Aside from energy, making honey has many other amazing side effects. (They may be small, but their impact is mighty!) Bees have tiny, microscopic hairs which collect pollen from the flowers they land on. This pollen is integral to prospering a thriving colony as its high protein content is essential for the healthy growth of young worker bees to become strong and capable foragers. Bees also underpin our survival as they pollinate our fruit and veggies.

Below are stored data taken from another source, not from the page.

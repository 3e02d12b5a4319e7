//! HTTP tests driving [`api_router`] against an in-memory SQLite store.

use std::sync::{Arc, Mutex};

use axum::{
  Json, Router,
  body::Body,
  extract::Query,
  http::{Request, StatusCode, header},
};
use serde_json::{Value, json};
use tokio::net::TcpListener;
use tower::ServiceExt as _;
use wellspring_store_sqlite::SqliteStore;

use super::*;
use crate::reflection::PLACEHOLDER;

async fn make_state_with(reflection: ReflectionConfig) -> ApiState<SqliteStore> {
  let store = SqliteStore::open_in_memory().await.unwrap();
  ApiState {
    store:     Arc::new(store),
    reflector: Arc::new(ReflectionClient::new(reflection).unwrap()),
  }
}

async fn make_state() -> ApiState<SqliteStore> {
  make_state_with(ReflectionConfig::default()).await
}

async fn post(state: &ApiState<SqliteStore>, uri: &str, body: Value) -> (StatusCode, Value) {
  post_raw(state, uri, body.to_string()).await
}

async fn post_raw(
  state: &ApiState<SqliteStore>,
  uri: &str,
  body: String,
) -> (StatusCode, Value) {
  let req = Request::builder()
    .method("POST")
    .uri(uri)
    .header(header::CONTENT_TYPE, "application/json")
    .body(Body::from(body))
    .unwrap();
  let resp = api_router(state.clone()).oneshot(req).await.unwrap();
  let status = resp.status();
  let bytes = axum::body::to_bytes(resp.into_body(), usize::MAX).await.unwrap();
  let value = if bytes.is_empty() {
    Value::Null
  } else {
    serde_json::from_slice(&bytes).unwrap_or(Value::Null)
  };
  (status, value)
}

/// Serve a canned model response on an ephemeral port, recording the last
/// request body and `key` query parameter.
async fn mock_model(reply: Value) -> (String, Arc<Mutex<Option<(String, Value)>>>) {
  let seen = Arc::new(Mutex::new(None));
  let captured = seen.clone();
  let app = Router::new().fallback(
    move |Query(q): Query<std::collections::HashMap<String, String>>,
          Json(body): Json<Value>| {
      let reply = reply.clone();
      let captured = captured.clone();
      async move {
        let key = q.get("key").cloned().unwrap_or_default();
        *captured.lock().unwrap() = Some((key, body));
        Json(reply)
      }
    },
  );
  let listener = TcpListener::bind("127.0.0.1:0").await.unwrap();
  let addr = listener.local_addr().unwrap();
  tokio::spawn(async move {
    axum::serve(listener, app).await.unwrap();
  });
  (format!("http://{addr}"), seen)
}

// ── Entries ─────────────────────────────────────────────────────────────────

#[tokio::test]
async fn insert_journal_then_duplicate_is_409() {
  let state = make_state().await;

  let (status, body) = post(
    &state,
    "/entries/journal/insert",
    json!({ "id": "u1", "writing": "A calm day." }),
  )
  .await;
  assert_eq!(status, StatusCode::OK);
  assert_eq!(body, json!({ "message": "Saved" }));

  let (status, _) = post(
    &state,
    "/entries/journal/insert",
    json!({ "id": "u1", "writing": "Second try." }),
  )
  .await;
  assert_eq!(status, StatusCode::CONFLICT);

  let (_, history) = post(&state, "/entries/journal/history", json!({ "uid": "u1" })).await;
  assert_eq!(history.as_array().unwrap().len(), 1);
}

#[tokio::test]
async fn insert_updates_streak_and_check_today() {
  let state = make_state().await;

  let (_, before) = post(&state, "/entries/mood/check-today", json!({ "uid": "u1" })).await;
  assert_eq!(before, json!({ "submitted": false }));

  let (status, _) = post(
    &state,
    "/entries/mood/insert",
    json!({ "uid": "u1", "mood_": "happy" }),
  )
  .await;
  assert_eq!(status, StatusCode::OK);

  let (_, after) = post(&state, "/entries/mood/check-today", json!({ "uid": "u1" })).await;
  assert_eq!(after, json!({ "submitted": true }));

  let (_, streak) = post(
    &state,
    "/streak/check",
    json!({ "uid": "u1", "category": "mood" }),
  )
  .await;
  assert_eq!(streak, json!({ "streak": 1 }));
}

#[tokio::test]
async fn insert_validates_fields() {
  let state = make_state().await;

  let cases = [
    ("/entries/mood/insert", json!({ "mood": "happy" })),
    ("/entries/mood/insert", json!({ "uid": "u1" })),
    ("/entries/mood/insert", json!({ "uid": "u1", "mood": "grumpy" })),
    ("/entries/journal/insert", json!({ "uid": "  ", "writing": "x" })),
    ("/entries/journal/insert", json!({ "uid": "u1", "writing": "" })),
    ("/entries/habits/insert", json!({ "uid": "u1", "writing": "walk" })),
    ("/entries/sleep/insert", json!({ "uid": "u1", "writing": "8h" })),
  ];
  for (uri, body) in cases {
    let (status, resp) = post(&state, uri, body.clone()).await;
    assert_eq!(status, StatusCode::BAD_REQUEST, "{uri} {body}");
    assert!(resp.get("error").is_some(), "{uri} {body}");
  }
}

#[tokio::test]
async fn habits_alias_routes_to_habit() {
  let state = make_state().await;
  let (status, _) = post(
    &state,
    "/entries/habits/insert",
    json!({ "id": "u1", "writing": "walk = yes, read = no" }),
  )
  .await;
  assert_eq!(status, StatusCode::OK);

  let (_, history) = post(&state, "/entries/habit/history", json!({ "id": "u1" })).await;
  let rows = history.as_array().unwrap();
  assert_eq!(rows.len(), 1);
  assert_eq!(rows[0]["value"]["type"], "habit");
  assert_eq!(rows[0]["value"]["data"], "walk = yes, read = no");
}

#[tokio::test]
async fn mood_distribution_reports_null_without_history() {
  let state = make_state().await;
  let (_, empty) = post(&state, "/mood/distribution", json!({ "uid": "u1" })).await;
  assert_eq!(empty, json!({ "distribution": null }));

  post(&state, "/entries/mood/insert", json!({ "uid": "u1", "mood": "sad" })).await;
  let (_, one) = post(&state, "/mood/distribution", json!({ "uid": "u1" })).await;
  assert_eq!(one, json!({ "distribution": { "sad": 100.0 } }));

  let (_, window) = post(
    &state,
    "/mood/distribution",
    json!({ "uid": "u1", "window": 7 }),
  )
  .await;
  assert_eq!(window, json!({ "distribution": null }));
}

// ── Streaks ─────────────────────────────────────────────────────────────────

#[tokio::test]
async fn streak_update_requires_fields() {
  let state = make_state().await;

  let (status, _) = post(&state, "/streak/update", json!({ "uid": "u1" })).await;
  assert_eq!(status, StatusCode::BAD_REQUEST);

  let (status, _) = post(
    &state,
    "/streak/update",
    json!({ "uid": "u1", "category": "sleep" }),
  )
  .await;
  assert_eq!(status, StatusCode::BAD_REQUEST);
}

#[tokio::test]
async fn streak_update_is_idempotent_within_a_day() {
  let state = make_state().await;
  let body = json!({ "uid": "u1", "category": "journal" });

  let (status, first) = post(&state, "/streak/update", body.clone()).await;
  assert_eq!(status, StatusCode::OK);
  assert_eq!(first, json!({ "streak": 1 }));

  let (_, second) = post(&state, "/streak/update", body).await;
  assert_eq!(second, json!({ "streak": 1 }));
}

#[tokio::test]
async fn streak_check_reports_zero_on_bad_input() {
  let state = make_state().await;
  for body in [
    json!({}),
    json!({ "uid": "u1" }),
    json!({ "uid": "u1", "category": "nope" }),
    json!({ "uid": "u1", "category": "mood" }),
    json!({ "uid": "u1", "category": 5 }),
    json!({ "uid": 42, "category": "mood" }),
  ] {
    let (status, resp) = post(&state, "/streak/check", body).await;
    assert_eq!(status, StatusCode::OK);
    assert_eq!(resp, json!({ "streak": 0 }));
  }

  let (status, resp) = post_raw(&state, "/streak/check", "not json".into()).await;
  assert_eq!(status, StatusCode::OK);
  assert_eq!(resp, json!({ "streak": 0 }));
}

#[tokio::test]
async fn wrongly_typed_bodies_are_400_with_json_error() {
  let state = make_state().await;

  let cases = [
    ("/streak/update", json!({ "uid": 42, "category": "mood" })),
    ("/streak/update", json!({ "uid": "u1", "category": 5 })),
    ("/alerts/mark-read", json!({ "uid": "u1", "created_at": "yesterday" })),
    ("/alerts/history", json!({ "uid": "u1", "date": "05/01/2025" })),
    ("/entries/mood/history", json!({ "uid": "u1", "order": "sideways" })),
    ("/mood/distribution", json!({ "uid": "u1", "window": -1 })),
    ("/dashboard", json!({ "uid": ["u1"] })),
  ];
  for (uri, body) in cases {
    let (status, resp) = post(&state, uri, body.clone()).await;
    assert_eq!(status, StatusCode::BAD_REQUEST, "{uri} {body}");
    assert!(resp["error"].is_string(), "{uri} {body} -> {resp}");
  }

  let (status, resp) =
    post_raw(&state, "/entries/journal/insert", "{\"uid\": ".into()).await;
  assert_eq!(status, StatusCode::BAD_REQUEST);
  assert!(resp["error"].is_string());
}

// ── Alerts ──────────────────────────────────────────────────────────────────

#[tokio::test]
async fn alert_insert_twice_succeeds_once_stored() {
  let state = make_state().await;
  for msg in ["first", "second"] {
    let (status, body) = post(
      &state,
      "/alerts/insert",
      json!({ "id": "u1", "message": msg }),
    )
    .await;
    assert_eq!(status, StatusCode::OK);
    assert_eq!(body, json!({ "success": true }));
  }

  let (_, all) = post(&state, "/alerts/all", json!({ "id": "u1" })).await;
  let all = all.as_array().unwrap();
  assert_eq!(all.len(), 1);
  assert_eq!(all[0]["message"], "first");
  assert_eq!(all[0]["status"], "unread");

  let (_, exists) = post(&state, "/alerts/history", json!({ "id": "u1" })).await;
  assert_eq!(exists, json!({ "exists": true }));

  let (_, other_day) = post(
    &state,
    "/alerts/history",
    json!({ "id": "u1", "date": "2001-01-01" }),
  )
  .await;
  assert_eq!(other_day, json!({ "exists": false }));
}

#[tokio::test]
async fn evaluate_then_mark_read() {
  let state = make_state().await;
  post(&state, "/entries/mood/insert", json!({ "uid": "u1", "mood": "happy" })).await;
  post(
    &state,
    "/entries/habit/insert",
    json!({ "uid": "u1", "writing": "walk = yes" }),
  )
  .await;

  let (status, outcome) = post(&state, "/alerts/evaluate", json!({ "uid": "u1" })).await;
  assert_eq!(status, StatusCode::OK);
  assert_eq!(outcome["outcome"], "alerted");
  assert_eq!(
    outcome["alert"]["message"],
    "Alert! You have not entered your journal for today"
  );

  let (_, again) = post(&state, "/alerts/evaluate", json!({ "uid": "u1" })).await;
  assert_eq!(again, json!({ "outcome": "already_alerted" }));

  let (_, count) = post(&state, "/alerts/unread-count", json!({ "uid": "u1" })).await;
  assert_eq!(count, json!({ "unread": 1 }));

  let created_at = outcome["alert"]["created_at"].clone();
  for _ in 0..2 {
    let (status, body) = post(
      &state,
      "/alerts/mark-read",
      json!({ "id": "u1", "created_at": created_at }),
    )
    .await;
    assert_eq!(status, StatusCode::OK);
    assert_eq!(body, json!({ "success": true }));
  }

  let (_, count) = post(&state, "/alerts/unread-count", json!({ "uid": "u1" })).await;
  assert_eq!(count, json!({ "unread": 0 }));
}

#[tokio::test]
async fn mark_read_requires_timestamp() {
  let state = make_state().await;
  let (status, _) = post(&state, "/alerts/mark-read", json!({ "uid": "u1" })).await;
  assert_eq!(status, StatusCode::BAD_REQUEST);
}

// ── Dashboard ───────────────────────────────────────────────────────────────

#[tokio::test]
async fn dashboard_reflects_todays_entries() {
  let state = make_state().await;
  post(&state, "/entries/mood/insert", json!({ "uid": "u1", "mood": "playful" })).await;
  post(
    &state,
    "/entries/journal/insert",
    json!({ "uid": "u1", "writing": "Good." }),
  )
  .await;

  let (status, dash) = post(&state, "/dashboard", json!({ "uid": "u1" })).await;
  assert_eq!(status, StatusCode::OK);
  assert_eq!(dash["last_mood"], "playful");
  assert_eq!(dash["journal_today"], true);
  assert_eq!(dash["habits_today"], Value::Null);
  assert_eq!(dash["streaks"], json!({ "mood": 1, "journal": 1, "habit": 0 }));
}

// ── Reflection ──────────────────────────────────────────────────────────────

#[tokio::test]
async fn analyze_relays_model_text() {
  let (endpoint, seen) = mock_model(json!({
    "candidates": [{ "content": { "parts": [{ "text": "A steady, hopeful day." }] } }]
  }))
  .await;
  let state = make_state_with(ReflectionConfig {
    endpoint,
    api_key: Some("test-key".into()),
    ..ReflectionConfig::default()
  })
  .await;

  let (status, body) = post(
    &state,
    "/entries/journal/analyze",
    json!({ "text": "Walked by the river." }),
  )
  .await;
  assert_eq!(status, StatusCode::OK);
  assert_eq!(body, json!({ "analysis": "A steady, hopeful day." }));

  let (key, sent) = seen.lock().unwrap().clone().unwrap();
  assert_eq!(key, "test-key");
  let prompt = sent["contents"][0]["parts"][0]["text"].as_str().unwrap();
  assert!(prompt.contains("daily journals"));
  assert!(prompt.ends_with("Walked by the river."));
}

#[tokio::test]
async fn analyze_falls_back_when_model_has_no_text() {
  let (endpoint, _) = mock_model(json!({ "candidates": [] })).await;
  let state = make_state_with(ReflectionConfig {
    endpoint,
    api_key: Some("k".into()),
    ..ReflectionConfig::default()
  })
  .await;

  let (_, body) = post(&state, "/entries/mood/analyze", json!({ "text": "happy sad" })).await;
  assert_eq!(body, json!({ "analysis": PLACEHOLDER }));
}

#[tokio::test]
async fn analyze_falls_back_when_model_is_unreachable() {
  let state = make_state_with(ReflectionConfig {
    endpoint: "http://127.0.0.1:1".into(),
    api_key: Some("k".into()),
    timeout_secs: 5,
    ..ReflectionConfig::default()
  })
  .await;

  let (status, body) = post(&state, "/entries/habit/analyze", json!({ "text": "walk = no" })).await;
  assert_eq!(status, StatusCode::OK);
  assert_eq!(body, json!({ "analysis": PLACEHOLDER }));
}

#[tokio::test]
async fn analyze_requires_text() {
  let state = make_state().await;
  let (status, _) = post(&state, "/entries/journal/analyze", json!({})).await;
  assert_eq!(status, StatusCode::BAD_REQUEST);
}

Honey production is an ingenious series of natural processes that align perfectly to put the yummy sweetness on your table...or in your glass! Every part of the bee is engineered to be brilliantly efficient in collecting their precious food. From their expert tongues which suck out nectar from plants, to their ‘honey stomach’ (Sort of like the space we have for puddings...!) which uses specialist enzymes break down nectar, their process is fool proof. Once back at the hive, the bees spread this syrup into a tiny honeycomb cell, increasing the surface area. This helps water evaporation, making the nectar thicker. They then reduce water content even further by flapping their wings, before capping the honey with beeswax to preserve it for when they need it in the winter.

Bees make honey for survival whilst saving the world at the same time, I’d say that’s pretty sweet!